# Forum Learning Russian Language Getting Started with Russian  handwriting font

## leosmith

I just finished finished this book on Russian script: http://www.amazon.com/Teach-Yourself.../dp/0071419861
So I've studied the handwritten characters too, and find some of them a little hard to remember. I want to make an Anki  http://ichi2.net/anki/
(flashcard) deck to help me remember. Can you suggest a good font to turn my Russian vocabulary list into cursive?

----------


## leosmith

Ok, I found several. For example: http://www.searchfreefonts.com/free/mac ... tistic.htm http://www.angelfire.com/pop/top4/fonts/arbat.ttf
Unfortunately, because I'm a beginner, I have accent marks in my vocabulary, and the new font converts them into little boxes. Oh well, I suppose there's no way around that...

----------


## LuxDefensor

http://www.netzor.org/2007/10/09/ruk...itushkami.html http://www.fontov.net/%D1%80%D1%83%D...84%D1%82%D1%8B http://goldpromo.com.ua/grafika/font...ssian-fonts-80
I am not sure about accent marks though

----------


## Hanna

The fonts from the links are more like elegant calligraphy fonts.  
If you  just want to learn regular Cyrillic handwriting, then the font to get is called "*propisi*".  
That looks exactly like it came out of a handwriting book for children.  
Google for that, and torrent. 
This is what it looks like:

----------


## CoffeeCup

> If you  just want to learn regular Cyrillic handwriting, then the font to get is called "*propisi*". 
> That looks exactly like it came out of a handwriting book for children.

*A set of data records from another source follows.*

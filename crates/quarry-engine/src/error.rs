//! Engine error types.

use quarry_core::{BackendError, ConfigError};
use thiserror::Error;

/// Errors raised by page operations.
#[derive(Debug, Error)]
pub enum EngineError {
    /// Widget wiring failed.
    #[error(transparent)]
    Config(#[from] ConfigError),

    /// The backend failed a request.
    #[error(transparent)]
    Backend(#[from] BackendError),

    /// No widget with this id is registered.
    #[error("Unknown {kind} '{id}'")]
    UnknownWidget { kind: &'static str, id: String },

    /// A download is already polling.
    #[error("Download '{0}' is already running")]
    DownloadInProgress(String),

    /// The download's source has no request to run.
    #[error("Download '{0}' has nothing to download")]
    NothingToDownload(String),

    /// A download chunk arrived incomplete without a scroll id to continue from.
    #[error("Download '{0}' stopped before completion")]
    DownloadStalled(String),
}

/// Result type for engine operations.
pub type EngineResult<T> = Result<T, EngineError>;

 There is one point to note: While in the PC font the symbol shape is the same independently of the symbol position within the word. In real handwritten symbols differs with the position (begin, middle and end of the word). The difference is in connecting strokes. In the begin of a word there is no a preceding connecting stroke (like "ф" in "французских"). As well as in the end of a word there is no a posterior connecting stroke (like "ь" in "Съешь", "б" in "Бб", "в" in "Вв").

----------


## TheBB

Personally I use underline for stress in Anki.

----------


## Hanna

> Personally I use underline for stress in Anki.

 Me too... It is almost impossible to get an accent onto a Cyrillic letter. I would NOT waste my time trying that. Use underline/bold/another colour instead.

----------


## TheBB

Я ответил на то:   

> Unfortunately, because I'm a beginner, I have accent marks in my vocabulary, and the new font converts them into little boxes. Oh well, I suppose there's no way around that...

 Извини... ты изменил.  ::

----------